Collected data entries:
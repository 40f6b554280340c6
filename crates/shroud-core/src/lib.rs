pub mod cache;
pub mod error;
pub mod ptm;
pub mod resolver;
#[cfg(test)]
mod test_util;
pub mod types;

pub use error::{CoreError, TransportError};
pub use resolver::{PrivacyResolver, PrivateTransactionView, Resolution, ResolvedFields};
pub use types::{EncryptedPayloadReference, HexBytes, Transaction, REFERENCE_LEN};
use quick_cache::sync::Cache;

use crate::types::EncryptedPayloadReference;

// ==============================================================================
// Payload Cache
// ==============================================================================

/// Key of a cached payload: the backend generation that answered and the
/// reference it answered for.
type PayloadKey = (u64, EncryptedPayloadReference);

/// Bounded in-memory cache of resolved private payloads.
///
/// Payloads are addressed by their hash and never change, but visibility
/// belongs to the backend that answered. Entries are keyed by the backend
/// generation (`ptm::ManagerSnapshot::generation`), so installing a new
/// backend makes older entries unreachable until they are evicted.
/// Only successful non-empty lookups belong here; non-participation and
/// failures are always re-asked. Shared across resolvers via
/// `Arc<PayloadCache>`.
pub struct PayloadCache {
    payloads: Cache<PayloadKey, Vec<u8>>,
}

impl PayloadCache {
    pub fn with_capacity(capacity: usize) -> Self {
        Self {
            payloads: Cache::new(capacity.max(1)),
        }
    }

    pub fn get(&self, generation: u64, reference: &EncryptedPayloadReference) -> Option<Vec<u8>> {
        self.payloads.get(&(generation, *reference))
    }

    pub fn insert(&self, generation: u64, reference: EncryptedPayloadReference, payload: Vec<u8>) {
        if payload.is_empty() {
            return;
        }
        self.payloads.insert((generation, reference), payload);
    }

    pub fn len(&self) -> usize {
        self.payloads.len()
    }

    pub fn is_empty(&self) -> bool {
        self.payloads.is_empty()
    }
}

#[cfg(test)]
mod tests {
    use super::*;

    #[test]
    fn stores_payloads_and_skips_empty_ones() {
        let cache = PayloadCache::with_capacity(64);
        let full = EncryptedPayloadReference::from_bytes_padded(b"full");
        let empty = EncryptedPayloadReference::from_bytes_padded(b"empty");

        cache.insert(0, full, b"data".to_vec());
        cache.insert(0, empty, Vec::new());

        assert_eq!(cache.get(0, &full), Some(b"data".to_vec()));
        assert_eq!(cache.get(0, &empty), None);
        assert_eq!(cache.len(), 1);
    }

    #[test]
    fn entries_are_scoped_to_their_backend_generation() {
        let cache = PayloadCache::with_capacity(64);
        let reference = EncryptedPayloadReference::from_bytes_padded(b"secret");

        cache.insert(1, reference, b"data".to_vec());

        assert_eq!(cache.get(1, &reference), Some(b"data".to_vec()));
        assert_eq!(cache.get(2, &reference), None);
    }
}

— Instructions to follow —
Each line of the data that holds "PayloadCache" should be copied.

— Final answer —
/// `Arc<PayloadCache>`.
pub struct PayloadCache {
impl PayloadCache {
        let cache = PayloadCache::with_capacity(64);
        let cache = PayloadCache::with_capacity(64);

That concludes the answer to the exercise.